EXERCISE GOAL = Which of the lines below hold the word "major"? Pull each of them out.

(Dataset entries)
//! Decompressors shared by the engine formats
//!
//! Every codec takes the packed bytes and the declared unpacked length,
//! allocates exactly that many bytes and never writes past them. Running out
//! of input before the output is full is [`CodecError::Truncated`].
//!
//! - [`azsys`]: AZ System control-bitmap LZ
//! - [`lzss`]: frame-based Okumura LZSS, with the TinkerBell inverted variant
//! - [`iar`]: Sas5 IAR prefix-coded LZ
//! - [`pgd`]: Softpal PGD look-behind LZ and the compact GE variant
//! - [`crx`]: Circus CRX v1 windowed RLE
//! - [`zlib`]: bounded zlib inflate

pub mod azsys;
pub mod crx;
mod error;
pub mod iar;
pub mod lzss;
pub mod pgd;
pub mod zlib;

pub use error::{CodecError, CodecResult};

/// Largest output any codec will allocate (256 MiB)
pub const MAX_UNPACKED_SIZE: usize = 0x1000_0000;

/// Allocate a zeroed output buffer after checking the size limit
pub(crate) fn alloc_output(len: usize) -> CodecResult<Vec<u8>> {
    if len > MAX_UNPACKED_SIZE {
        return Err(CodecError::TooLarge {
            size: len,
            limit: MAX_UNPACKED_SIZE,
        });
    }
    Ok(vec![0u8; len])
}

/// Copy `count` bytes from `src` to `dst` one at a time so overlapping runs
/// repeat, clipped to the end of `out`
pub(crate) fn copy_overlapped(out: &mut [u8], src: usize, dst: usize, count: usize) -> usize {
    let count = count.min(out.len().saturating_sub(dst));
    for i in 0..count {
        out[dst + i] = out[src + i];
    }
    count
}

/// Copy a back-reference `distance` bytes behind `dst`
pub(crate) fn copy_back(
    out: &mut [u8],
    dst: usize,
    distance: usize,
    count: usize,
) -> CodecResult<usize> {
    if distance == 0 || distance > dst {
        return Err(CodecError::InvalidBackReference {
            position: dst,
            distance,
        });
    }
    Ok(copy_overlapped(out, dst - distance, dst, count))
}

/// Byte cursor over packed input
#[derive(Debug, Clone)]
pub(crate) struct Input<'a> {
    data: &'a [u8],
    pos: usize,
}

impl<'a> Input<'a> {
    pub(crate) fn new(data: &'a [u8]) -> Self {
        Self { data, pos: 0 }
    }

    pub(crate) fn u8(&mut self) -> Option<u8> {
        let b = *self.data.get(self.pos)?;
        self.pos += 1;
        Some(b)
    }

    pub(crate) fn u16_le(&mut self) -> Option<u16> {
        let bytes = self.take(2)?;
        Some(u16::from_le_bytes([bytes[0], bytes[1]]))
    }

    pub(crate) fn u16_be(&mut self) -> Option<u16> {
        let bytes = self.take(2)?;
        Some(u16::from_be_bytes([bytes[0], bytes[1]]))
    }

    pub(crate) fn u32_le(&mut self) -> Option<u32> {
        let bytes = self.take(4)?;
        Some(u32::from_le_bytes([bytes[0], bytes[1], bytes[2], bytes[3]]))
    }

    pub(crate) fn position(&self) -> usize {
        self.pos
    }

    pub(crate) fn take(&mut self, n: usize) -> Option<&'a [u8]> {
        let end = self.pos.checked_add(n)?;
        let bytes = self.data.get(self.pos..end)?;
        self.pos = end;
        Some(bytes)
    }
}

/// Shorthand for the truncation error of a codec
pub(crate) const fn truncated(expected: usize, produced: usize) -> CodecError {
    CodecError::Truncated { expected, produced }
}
...
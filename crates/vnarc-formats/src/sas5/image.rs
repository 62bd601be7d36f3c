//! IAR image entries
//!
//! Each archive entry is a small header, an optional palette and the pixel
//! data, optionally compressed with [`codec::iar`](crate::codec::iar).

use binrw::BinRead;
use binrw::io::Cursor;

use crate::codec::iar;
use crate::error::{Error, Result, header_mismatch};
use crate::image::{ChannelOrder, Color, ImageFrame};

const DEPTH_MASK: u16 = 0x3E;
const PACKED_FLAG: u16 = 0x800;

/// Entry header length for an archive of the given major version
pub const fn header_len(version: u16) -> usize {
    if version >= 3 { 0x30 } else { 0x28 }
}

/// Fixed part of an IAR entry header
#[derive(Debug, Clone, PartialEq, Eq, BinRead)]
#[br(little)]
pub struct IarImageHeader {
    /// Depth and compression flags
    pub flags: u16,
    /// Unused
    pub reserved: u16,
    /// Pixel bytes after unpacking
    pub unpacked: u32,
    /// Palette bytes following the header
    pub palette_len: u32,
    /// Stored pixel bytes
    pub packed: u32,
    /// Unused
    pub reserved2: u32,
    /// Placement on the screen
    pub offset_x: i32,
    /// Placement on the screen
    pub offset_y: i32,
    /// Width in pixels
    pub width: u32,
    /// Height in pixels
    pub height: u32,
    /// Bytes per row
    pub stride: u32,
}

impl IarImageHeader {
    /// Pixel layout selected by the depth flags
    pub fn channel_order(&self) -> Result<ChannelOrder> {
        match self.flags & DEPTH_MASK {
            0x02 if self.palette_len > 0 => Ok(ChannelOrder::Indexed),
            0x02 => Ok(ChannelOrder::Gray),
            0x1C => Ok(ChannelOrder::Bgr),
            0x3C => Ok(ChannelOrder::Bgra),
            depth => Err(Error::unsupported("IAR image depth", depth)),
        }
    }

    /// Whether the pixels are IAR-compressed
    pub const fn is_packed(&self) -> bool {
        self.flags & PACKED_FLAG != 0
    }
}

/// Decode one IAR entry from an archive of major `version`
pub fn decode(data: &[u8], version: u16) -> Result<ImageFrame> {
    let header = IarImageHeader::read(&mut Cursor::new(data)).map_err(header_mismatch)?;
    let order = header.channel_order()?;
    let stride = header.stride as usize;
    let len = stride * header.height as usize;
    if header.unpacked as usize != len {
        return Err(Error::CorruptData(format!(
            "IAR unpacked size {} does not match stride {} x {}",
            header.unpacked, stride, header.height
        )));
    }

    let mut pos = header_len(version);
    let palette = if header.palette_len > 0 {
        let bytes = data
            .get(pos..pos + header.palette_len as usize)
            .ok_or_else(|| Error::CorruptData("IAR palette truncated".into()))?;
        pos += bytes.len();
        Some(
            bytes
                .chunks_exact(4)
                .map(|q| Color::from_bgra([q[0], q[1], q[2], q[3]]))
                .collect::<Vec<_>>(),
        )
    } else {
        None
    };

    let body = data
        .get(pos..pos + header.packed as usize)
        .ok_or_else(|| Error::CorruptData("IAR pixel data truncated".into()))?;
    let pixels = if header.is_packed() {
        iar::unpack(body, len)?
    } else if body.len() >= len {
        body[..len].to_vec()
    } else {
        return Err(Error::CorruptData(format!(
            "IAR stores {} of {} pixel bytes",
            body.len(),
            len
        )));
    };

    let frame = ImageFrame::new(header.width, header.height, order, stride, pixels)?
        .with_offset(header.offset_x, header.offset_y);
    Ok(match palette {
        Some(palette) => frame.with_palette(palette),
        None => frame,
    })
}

ANSWER SPACE =
/// Entry header length for an archive of the given major version
/// Decode one IAR entry from an archive of major `version`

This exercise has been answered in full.